### [Problem statement]
From the data below, repeat exactly the lines from the line with "pub use crate::error::AppError;" to the line with "not build reqwest", both included.

### [Supplied data]
* * * * * * * * *
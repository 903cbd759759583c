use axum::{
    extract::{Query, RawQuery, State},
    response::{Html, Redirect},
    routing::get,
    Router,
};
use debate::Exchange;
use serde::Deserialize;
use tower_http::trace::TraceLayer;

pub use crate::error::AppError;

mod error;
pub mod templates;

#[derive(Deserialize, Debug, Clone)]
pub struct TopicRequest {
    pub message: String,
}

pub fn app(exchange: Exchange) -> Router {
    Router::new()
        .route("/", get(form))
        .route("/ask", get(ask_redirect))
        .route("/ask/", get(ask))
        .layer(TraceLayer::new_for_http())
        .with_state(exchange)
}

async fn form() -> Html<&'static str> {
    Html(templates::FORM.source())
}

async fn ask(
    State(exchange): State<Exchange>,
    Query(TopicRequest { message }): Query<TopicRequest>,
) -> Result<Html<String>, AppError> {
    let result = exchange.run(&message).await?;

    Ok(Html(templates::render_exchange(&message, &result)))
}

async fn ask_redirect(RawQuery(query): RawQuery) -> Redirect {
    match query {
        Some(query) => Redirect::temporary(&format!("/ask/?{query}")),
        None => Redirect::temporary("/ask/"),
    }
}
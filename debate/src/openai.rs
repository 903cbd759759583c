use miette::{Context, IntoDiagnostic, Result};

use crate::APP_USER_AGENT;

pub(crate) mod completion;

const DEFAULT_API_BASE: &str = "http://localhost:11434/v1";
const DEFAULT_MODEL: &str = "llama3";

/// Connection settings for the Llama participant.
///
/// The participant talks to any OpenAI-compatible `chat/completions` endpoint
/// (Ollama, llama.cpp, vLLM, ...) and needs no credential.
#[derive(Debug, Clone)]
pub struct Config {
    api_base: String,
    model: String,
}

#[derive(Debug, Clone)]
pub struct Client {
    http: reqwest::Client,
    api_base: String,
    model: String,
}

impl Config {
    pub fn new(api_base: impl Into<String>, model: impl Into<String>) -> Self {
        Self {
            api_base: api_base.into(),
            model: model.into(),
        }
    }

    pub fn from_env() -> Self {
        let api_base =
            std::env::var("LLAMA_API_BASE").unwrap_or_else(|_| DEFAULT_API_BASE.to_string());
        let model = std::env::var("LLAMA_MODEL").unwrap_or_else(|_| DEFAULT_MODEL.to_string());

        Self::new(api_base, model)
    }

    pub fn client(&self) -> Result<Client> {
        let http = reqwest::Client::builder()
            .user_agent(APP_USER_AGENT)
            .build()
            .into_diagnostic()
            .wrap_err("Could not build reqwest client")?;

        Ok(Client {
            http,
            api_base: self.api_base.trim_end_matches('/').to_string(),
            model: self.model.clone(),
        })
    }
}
* * * * * * * * *
### [Response to the task]
pub use crate::error::AppError;

mod error;
pub mod templates;

#[derive(Deserialize, Debug, Clone)]
pub struct TopicRequest {
    pub message: String,
}

pub fn app(exchange: Exchange) -> Router {
    Router::new()
        .route("/", get(form))
        .route("/ask", get(ask_redirect))
        .route("/ask/", get(ask))
        .layer(TraceLayer::new_for_http())
        .with_state(exchange)
}

async fn form() -> Html<&'static str> {
    Html(templates::FORM.source())
}

async fn ask(
    State(exchange): State<Exchange>,
    Query(TopicRequest { message }): Query<TopicRequest>,
) -> Result<Html<String>, AppError> {
    let result = exchange.run(&message).await?;

    Ok(Html(templates::render_exchange(&message, &result)))
}

async fn ask_redirect(RawQuery(query): RawQuery) -> Redirect {
    match query {
        Some(query) => Redirect::temporary(&format!("/ask/?{query}")),
        None => Redirect::temporary("/ask/"),
    }
}
filename debate/src/openai.rs
repository 903cbd759759583c
use miette::{Context, IntoDiagnostic, Result};

use crate::APP_USER_AGENT;

pub(crate) mod completion;

const DEFAULT_API_BASE: &str = "http://localhost:11434/v1";
const DEFAULT_MODEL: &str = "llama3";

/// Connection settings for the Llama participant.
///
/// The participant talks to any OpenAI-compatible `chat/completions` endpoint
/// (Ollama, llama.cpp, vLLM, ...) and needs no credential.
#[derive(Debug, Clone)]
pub struct Config {
    api_base: String,
    model: String,
}

#[derive(Debug, Clone)]
pub struct Client {
    http: reqwest::Client,
    api_base: String,
    model: String,
}

impl Config {
    pub fn new(api_base: impl Into<String>, model: impl Into<String>) -> Self {
        Self {
            api_base: api_base.into(),
            model: model.into(),
        }
    }

    pub fn from_env() -> Self {
        let api_base =
            std::env::var("LLAMA_API_BASE").unwrap_or_else(|_| DEFAULT_API_BASE.to_string());
        let model = std::env::var("LLAMA_MODEL").unwrap_or_else(|_| DEFAULT_MODEL.to_string());

        Self::new(api_base, model)
    }

    pub fn client(&self) -> Result<Client> {
        let http = reqwest::Client::builder()
            .user_agent(APP_USER_AGENT)
            .build()
            .into_diagnostic()
            .wrap_err("Could not build reqwest client")?;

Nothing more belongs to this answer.